Impact of Pringle Maneuver on Postoperative Gallbladder Diseases After Hepatectomy

Trial Parameters

Condition Gallbladder Diseases
Sponsor West China Hospital
Study Type OBSERVATIONAL
Phase N/A
Enrollment 2,000
Sex ALL
Min Age 18 Years
Max Age 85 Years
Start Date 2026-03-01
Completion 2026-08
Interventions
Pringle maneuver

Brief Summary

The liver is an organ with a rich blood supply. During liver surgery (hepatectomy), surgeons often temporarily clamp the blood vessels supplying the liver to maintain a clear surgical field and reduce bleeding. This common technique is known as the Pringle maneuver. However, this maneuver also temporarily cuts off the blood supply to the gallbladder. Currently, doctors debate whether to routinely remove a healthy gallbladder during liver surgery to prevent future gallbladder problems, or to preserve it.
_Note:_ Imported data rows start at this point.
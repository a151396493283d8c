use crate::config::SearchConfig;
use crate::search::executor::QueryExecutor;
use crate::suggest::application::clock::{Clock, Timer};
use crate::suggest::application::debouncer::Debouncer;
use crate::suggest::application::ports::{self, Cart, Navigator};
use crate::suggest::application::search_service::SearchService;
use crate::suggest::domain::models::Intent;
use crate::suggest::ui::app_state::AppState;
use crate::suggest::ui::commands::Command;
use crate::suggest::ui::events::Message;
use std::time::Duration;
use tokio::runtime::Handle;
use tracing::debug;

/// Runs the suggestion state machine against real timers, the search
/// worker, and the navigation and cart collaborators.
///
/// Front ends feed it [`Message`]s and call [`tick`](Self::tick) regularly;
/// everything time-based is read from the injected [`Clock`].
pub struct SuggestDriver<C: Clock + Clone> {
    state: AppState,
    debouncer: Debouncer<C>,
    close_timer: Timer,
    clock: C,
    blur_grace: Duration,
    search: SearchService,
    navigator: Box<dyn Navigator>,
    cart: Box<dyn Cart>,
}

impl<C: Clock + Clone> SuggestDriver<C> {
    pub fn new(
        config: &SearchConfig,
        executor: QueryExecutor,
        runtime: Handle,
        clock: C,
        navigator: Box<dyn Navigator>,
        cart: Box<dyn Cart>,
    ) -> Self {
        Self {
            state: AppState::new(),
            debouncer: Debouncer::new(clock.clone(), config.debounce),
            close_timer: Timer::new(),
            clock,
            blur_grace: config.blur_grace,
            search: SearchService::new(executor, runtime),
            navigator,
            cart,
        }
    }

    pub fn state(&self) -> &AppState {
        &self.state
    }

    pub fn in_flight(&self) -> usize {
        self.search.in_flight()
    }

    /// Apply one message and run the resulting command. Returns the intents
    /// delivered to the collaborators, if any.
    pub fn handle(&mut self, msg: Message) -> Vec<Intent> {
        if matches!(msg, Message::Focus) {
            self.close_timer.cancel();
        }
        let command = self.state.update(msg);
        self.execute_command(command)
    }

    fn execute_command(&mut self, command: Command) -> Vec<Intent> {
        match command {
            Command::None => Vec::new(),
            Command::ScheduleSearch(raw) => {
                self.debouncer.input(raw);
                Vec::new()
            }
            Command::ExecuteSearch(request) => {
                self.search.submit(request);
                Vec::new()
            }
            Command::ScheduleClose => {
                self.close_timer.arm(self.clock.now(), self.blur_grace);
                Vec::new()
            }
            Command::Deliver(intents) => {
                for intent in &intents {
                    debug!(?intent, "delivering intent");
                    ports::deliver(intent, self.navigator.as_mut(), self.cart.as_mut());
                }
                intents
            }
        }
    }

    /// Fire due timers and apply finished searches.
    pub fn tick(&mut self) {
        if let Some(settled) = self.debouncer.poll() {
            self.handle(Message::SearchSettled(settled));
        }
        while let Some(response) = self.search.poll_response() {
            self.handle(Message::SearchCompleted(response));
        }
        if self.close_timer.fire(self.clock.now()) {
            self.handle(Message::BlurElapsed);
        }
    }

    /// Wait for the next finished search and apply it. Returns false when
    /// nothing is in flight.
    pub async fn wait_for_response(&mut self) -> bool {
        if self.search.in_flight() == 0 {
            return false;
        }
        match self.search.next_response().await {
            Some(response) => {
                self.handle(Message::SearchCompleted(response));
                true
            }
            None => false,
        }
    }

    /// Time until the next timer is due, for sizing the event poll.
    pub fn next_deadline(&self) -> Option<Duration> {
        let now = self.clock.now();
        [self.debouncer.time_until_ready(), self.close_timer.remaining(now)]
            .into_iter()
            .flatten()
            .min()
    }
}
//! Runtime configuration for the search box

use crate::suggest::constants::{BLUR_GRACE_MS, DEBOUNCE_MS};
use crate::suggest::domain::models::Domain;
use std::time::Duration;
use thiserror::Error;

/// Placeholder replaced by the URL-encoded query in endpoint templates.
pub const QUERY_PLACEHOLDER: &str = "{q}";

pub const DEFAULT_BASE_URL: &str = "http://localhost:3000";

/// Candidate product endpoints, highest priority first.
pub const DEFAULT_PRODUCT_ENDPOINTS: &[&str] = &[
    "/products/search?q={q}",
    "/products?search={q}",
    "/products?q={q}",
];

/// Candidate service endpoints, highest priority first.
pub const DEFAULT_SERVICE_ENDPOINTS: &[&str] = &[
    "/services/search?q={q}",
    "/services?search={q}",
    "/drones?search={q}",
];

#[derive(Debug, Error, PartialEq)]
pub enum ConfigError {
    #[error("base URL is empty")]
    EmptyBaseUrl,
    #[error("invalid base URL '{url}': {details}")]
    InvalidBaseUrl { url: String, details: String },
    #[error("no candidate endpoints configured for {domain} search")]
    NoEndpoints { domain: Domain },
    #[error("endpoint '{template}' has no {{q}} placeholder")]
    MissingPlaceholder { template: String },
}

#[derive(Debug, Clone, PartialEq)]
pub struct SearchConfig {
    pub base_url: String,
    pub product_endpoints: Vec<String>,
    pub service_endpoints: Vec<String>,
    pub debounce: Duration,
    pub blur_grace: Duration,
    /// Per-request timeout; `None` lets a hung source delay only its own domain.
    pub request_timeout: Option<Duration>,
}

impl Default for SearchConfig {
    fn default() -> Self {
        Self {
            base_url: DEFAULT_BASE_URL.to_string(),
            product_endpoints: DEFAULT_PRODUCT_ENDPOINTS
                .iter()
                .map(|s| s.to_string())
                .collect(),
            service_endpoints: DEFAULT_SERVICE_ENDPOINTS
                .iter()
                .map(|s| s.to_string())
                .collect(),
            debounce: Duration::from_millis(DEBOUNCE_MS),
            blur_grace: Duration::from_millis(BLUR_GRACE_MS),
            request_timeout: None,
        }
    }
}

impl SearchConfig {
    pub fn endpoints(&self, domain: Domain) -> &[String] {
        match domain {
            Domain::Product => &self.product_endpoints,
            Domain::Service => &self.service_endpoints,
        }
    }

    /// Normalize the base URL and check every setting.
    pub fn validated(mut self) -> Result<Self, ConfigError> {
        self.base_url = normalize_base_url(&self.base_url)?;
        for domain in Domain::ALL {
            let endpoints = self.endpoints(domain);
            if endpoints.is_empty() {
                return Err(ConfigError::NoEndpoints { domain });
            }
            if let Some(template) = endpoints.iter().find(|t| !t.contains(QUERY_PLACEHOLDER)) {
                return Err(ConfigError::MissingPlaceholder {
                    template: template.clone(),
                });
            }
        }
        Ok(self)
    }
}

/// Add `http://` when no scheme is given and drop trailing slashes.
pub fn normalize_base_url(raw: &str) -> Result<String, ConfigError> {
    let trimmed = raw.trim().trim_end_matches('/');
    if trimmed.is_empty() {
        return Err(ConfigError::EmptyBaseUrl);
    }
    let with_scheme = if trimmed.starts_with("http://") || trimmed.starts_with("https://") {
        trimmed.to_string()
    } else {
        format!("http://{trimmed}")
    };
    reqwest::Url::parse(&with_scheme).map_err(|e| ConfigError::InvalidBaseUrl {
        url: raw.to_string(),
        details: e.to_string(),
    })?;
    Ok(with_scheme)
}

/// Substitute the URL-encoded query into an endpoint template.
pub fn expand_endpoint(template: &str, query: &str) -> String {
    template.replace(QUERY_PLACEHOLDER, &urlencoding::encode(query))
}
pub mod models;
The primary purpose of this multicenter retrospective cohort study is to evaluate whether using the Pringle maneuver during liver surgery increases the risk of patients developing gallbladder diseases (such as gallstones or inflammation) later on. Researchers will review the past medical records of patients who underwent liver surgery with their gallbladder preserved between January 2012 and January 2022. By comparing patients who had the Pringle maneuver with those who did not, the study aims to provide reliable clinical evidence to help surgeons make better decisions about whether to preserve or remove the gallbladder during liver surgery.

Eligibility Criteria

Inclusion Criteria: * Aged 18 to 85 years. * Definitive diagnosis of hepatic solid lesions confirmed by imaging (such as CT, MRI, or ultrasound) and/or pathology. * Underwent elective hepatectomy with gallbladder preservation. * Preoperative liver function evaluated as Child-Pugh class A or B. * Preoperative American Society of Anesthesiologists (ASA) physical status classification of I, II, or III. Exclusion Criteria: * Preoperative evaluation indicating pre-existing biliary tract diseases (e.g., cholelithiasis, biliary inflammation, neoplastic lesions). * History of previous upper abdominal surgery. * Application of non-hepatic inflow occlusion methods during surgery (e.g., hemihepatic vascular occlusion, selective segmental vascular occlusion). * Personal history of long-term use of hormone replacement therapy, somatostatin and its analogues, or oral contraceptives. * Loss to follow-up or missing critical data postoperatively.